Stored data entries:
-=-=-
//! Credential Hashing
//!
//! The core depends on an injected one-way hash-and-verify capability.
//! [`Argon2PasswordHasher`] is the default Argon2id implementation.

use argon2::{
    password_hash::{rand_core::OsRng, PasswordHash, PasswordHasher as _, PasswordVerifier, SaltString},
    Algorithm, Argon2, Params, Version,
};
use tracing::{debug, warn};

use crate::shared::error::{IdpError, Result};

/// One-way hash-and-verify primitive for user credentials.
pub trait PasswordHasher: Send + Sync {
    /// Hash a plaintext password into an opaque, self-describing string.
    fn hash(&self, plain: &str) -> Result<String>;

    /// Compare a plaintext password against a stored hash.
    ///
    /// Returns `Ok(false)` on mismatch; never compares plaintext directly.
    fn verify(&self, plain: &str, hash: &str) -> Result<bool>;
}

/// Password policy configuration
#[derive(Debug, Clone)]
pub struct PasswordPolicy {
    /// Minimum password length (characters)
    pub min_length: usize,
    /// Maximum password length (characters)
    pub max_length: usize,
    pub require_uppercase: bool,
    pub require_lowercase: bool,
    pub require_digit: bool,
    pub require_special: bool,
    /// Characters that satisfy `require_special`
    pub special_chars: String,
}

impl Default for PasswordPolicy {
    fn default() -> Self {
        Self {
            min_length: 12,
            max_length: 255,
            require_uppercase: true,
            require_lowercase: true,
            require_digit: true,
            require_special: true,
            special_chars: "!@#$%^&*()_+-=[]{}|;':\",./<>?`~".to_string(),
        }
    }
}

impl PasswordPolicy {
    /// Length bounds only: 8..=255 characters.
    pub fn lenient() -> Self {
        Self {
            min_length: 8,
            max_length: 255,
            require_uppercase: false,
            require_lowercase: false,
            require_digit: false,
            require_special: false,
            special_chars: String::new(),
        }
    }

    /// Check a candidate password.
    ///
    /// Length violations are `OutOfRange`; missing character classes are
    /// `InvalidFormat`. Both are reported on the `password` field.
    pub fn validate(&self, password: &str) -> Result<()> {
        let len = password.chars().count();
        if len < self.min_length || len > self.max_length {
            return Err(IdpError::out_of_range(
                "password",
                format!(
                    "Password must be between {} and {} characters",
                    self.min_length, self.max_length
                ),
            ));
        }

        let mut missing = Vec::new();
        if self.require_uppercase && !password.chars().any(|c| c.is_uppercase()) {
            missing.push("an uppercase letter");
        }
        if self.require_lowercase && !password.chars().any(|c| c.is_lowercase()) {
            missing.push("a lowercase letter");
        }
        if self.require_digit && !password.chars().any(|c| c.is_ascii_digit()) {
            missing.push("a digit");
        }
        if self.require_special && !password.chars().any(|c| self.special_chars.contains(c)) {
            missing.push("a special character");
        }

        if missing.is_empty() {
            Ok(())
        } else {
            Err(IdpError::invalid_format(
                "password",
                format!("Password must contain {}", missing.join(", ")),
            ))
        }
    }
}

/// Argon2id configuration
#[derive(Debug, Clone)]
pub struct Argon2Config {
    /// Memory cost in KiB (default: 65536 = 64 MiB)
    pub memory_cost: u32,
    /// Iterations (default: 3)
    pub time_cost: u32,
    /// Lanes (default: 4)
    pub parallelism: u32,
    /// Output hash length in bytes (default: 32)
    pub output_len: usize,
}

impl Default for Argon2Config {
    fn default() -> Self {
        Self {
            memory_cost: 65536,
            time_cost: 3,
            parallelism: 4,
            output_len: 32,
        }
    }
}

impl Argon2Config {
    /// Low memory config for tests.
    pub fn testing() -> Self {
        Self {
            memory_cost: 4096,
            time_cost: 1,
            parallelism: 1,
            output_len: 32,
        }
    }

    fn to_params(&self) -> Result<Params> {
        Params::new(
            self.memory_cost,
            self.time_cost,
            self.parallelism,
            Some(self.output_len),
        )
        .map_err(|e| IdpError::internal(format!("Invalid Argon2 parameters: {}", e)))
    }
}

/// Argon2id-backed [`PasswordHasher`].
pub struct Argon2PasswordHasher {
    argon2: Argon2<'static>,
}

impl Argon2PasswordHasher {
    pub fn new(config: Argon2Config) -> Result<Self> {
        let params = config.to_params()?;
        Ok(Self {
            argon2: Argon2::new(Algorithm::Argon2id, Version::V0x13, params),
        })
    }
}

impl Default for Argon2PasswordHasher {
    fn default() -> Self {
        Self {
            argon2: Argon2::new(Algorithm::Argon2id, Version::V0x13, Params::default()),
        }
    }
}

impl PasswordHasher for Argon2PasswordHasher {
    fn hash(&self, plain: &str) -> Result<String> {
        let salt = SaltString::generate(&mut OsRng);
        let hash = self
            .argon2
            .hash_password(plain.as_bytes(), &salt)
            .map_err(|e| IdpError::internal(format!("Failed to hash password: {}", e)))?;

        debug!("Password hashed");
        Ok(hash.to_string())
    }

    fn verify(&self, plain: &str, hash: &str) -> Result<bool> {
        let parsed = match PasswordHash::new(hash) {
            Ok(parsed) => parsed,
            Err(e) => {
                warn!(error = %e, "Stored password hash is not a valid PHC string");
                return Ok(false);
            }
        };

        match self.argon2.verify_password(plain.as_bytes(), &parsed) {
            Ok(()) => Ok(true),
            Err(argon2::password_hash::Error::Password) => Ok(false),
            Err(e) => Err(IdpError::internal(format!(
                "Password verification error: {}",
                e
            ))),
        }
    }
}
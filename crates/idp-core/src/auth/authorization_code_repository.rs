//! Authorization Code Repository

use async_trait::async_trait;
use chrono::{DateTime, Utc};

use super::authorization_code::AuthorizationCode;
use crate::shared::error::Result;

#[async_trait]
pub trait AuthorizationCodeRepository: Send + Sync {
    /// Store a freshly issued code. `Conflict` if the value already exists.
    async fn insert(&self, code: &AuthorizationCode) -> Result<()>;

    /// Atomically flip an unused code to used and return it as it was
    /// before the flip. `None` when the code is unknown or already used;
    /// at most one concurrent caller observes `Some`.
    async fn consume(&self, code: &str) -> Result<Option<AuthorizationCode>>;

    async fn find(&self, code: &str) -> Result<Option<AuthorizationCode>>;

    /// Remove every code already expired at `now`. Returns how many were removed.
    async fn delete_expired(&self, now: DateTime<Utc>) -> Result<u64>;
}
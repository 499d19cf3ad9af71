//! Development Data Seeder
//!
//! Registers a development user and one client per protocol. Existing
//! records are left untouched, so seeding on every start is harmless.
//!
//! Default credentials:
//!   dev@idp.local / DevPassword123!

use serde_json::json;
use tracing::info;

use crate::auth::auth_service::AuthService;
use crate::client::entity::{ClientType, NewClient};
use crate::client::service::ClientService;
use crate::shared::error::{IdpError, Result};

pub const DEV_USER_EMAIL: &str = "dev@idp.local";
pub const DEV_PASSWORD: &str = "DevPassword123!";

/// What a seeding run created.
#[derive(Debug, Default, Clone, PartialEq, Eq)]
pub struct SeedReport {
    pub user_created: bool,
    pub clients_created: usize,
}

pub struct DevDataSeeder<'a> {
    auth: &'a AuthService,
    clients: &'a ClientService,
}

impl<'a> DevDataSeeder<'a> {
    pub fn new(auth: &'a AuthService, clients: &'a ClientService) -> Self {
        Self { auth, clients }
    }

    pub async fn seed(&self) -> Result<SeedReport> {
        info!("=== DEV DATA SEEDER ===");

        let report = SeedReport {
            user_created: self.seed_user().await?,
            clients_created: self.seed_clients().await?,
        };

        info!(
            user_created = report.user_created,
            clients_created = report.clients_created,
            "Development data seeded"
        );
        info!(email = DEV_USER_EMAIL, "Dev user login available");
        info!("=======================");
        Ok(report)
    }

    async fn seed_user(&self) -> Result<bool> {
        match self
            .auth
            .register(DEV_USER_EMAIL, DEV_PASSWORD, "Dev", "User")
            .await
        {
            Ok(_) => {
                info!("Created dev user: {}", DEV_USER_EMAIL);
                Ok(true)
            }
            Err(IdpError::Conflict { .. }) => Ok(false),
            Err(e) => Err(e),
        }
    }

    async fn seed_clients(&self) -> Result<usize> {
        let mut created = 0;
        for client in dev_clients() {
            let client_id = client.client_id.clone();
            match self.clients.register(client).await {
                Ok(_) => {
                    info!("Created dev client: {}", client_id);
                    created += 1;
                }
                Err(IdpError::Conflict { .. }) => {}
                Err(e) => return Err(e),
            }
        }
        Ok(created)
    }
}

fn dev_clients() -> Vec<NewClient> {
    vec![
        NewClient::new("Dev SAML Service Provider", ClientType::Saml, "dev-saml-sp")
            .with_redirect_uri("http://localhost:8081/saml/acs")
            .with_scopes(["openid", "email"])
            .with_metadata("entityId", json!("http://localhost:8081/saml/metadata"))
            .with_metadata("logoutUrl", json!("http://localhost:8081/saml/logout")),
        NewClient::new("Dev OIDC Relying Party", ClientType::Oidc, "dev-oidc-rp")
            .with_secret("dev-oidc-secret")
            .with_redirect_uri("http://localhost:3000/callback")
            .with_scopes(["openid", "profile", "email"]),
        NewClient::new("Dev OAuth2 Client", ClientType::Oauth2, "dev-oauth2-client")
            .with_secret("dev-oauth2-secret")
            .with_redirect_uri("http://localhost:4000/oauth/callback")
            .with_scopes(["read", "write"]),
    ]
}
-=-=-
TO DO –
Would you retype the lines above from the one with "use crate::shared::error::Result;" down to the one with "or already used;", word for word, both ends included and no other lines?

SOLUTION FOR THIS EXERCISE –
use crate::shared::error::Result;

#[async_trait]
pub trait AuthorizationCodeRepository: Send + Sync {
    /// Store a freshly issued code. `Conflict` if the value already exists.
    async fn insert(&self, code: &AuthorizationCode) -> Result<()>;

    /// Atomically flip an unused code to used and return it as it was
    /// before the flip. `None` when the code is unknown or already used;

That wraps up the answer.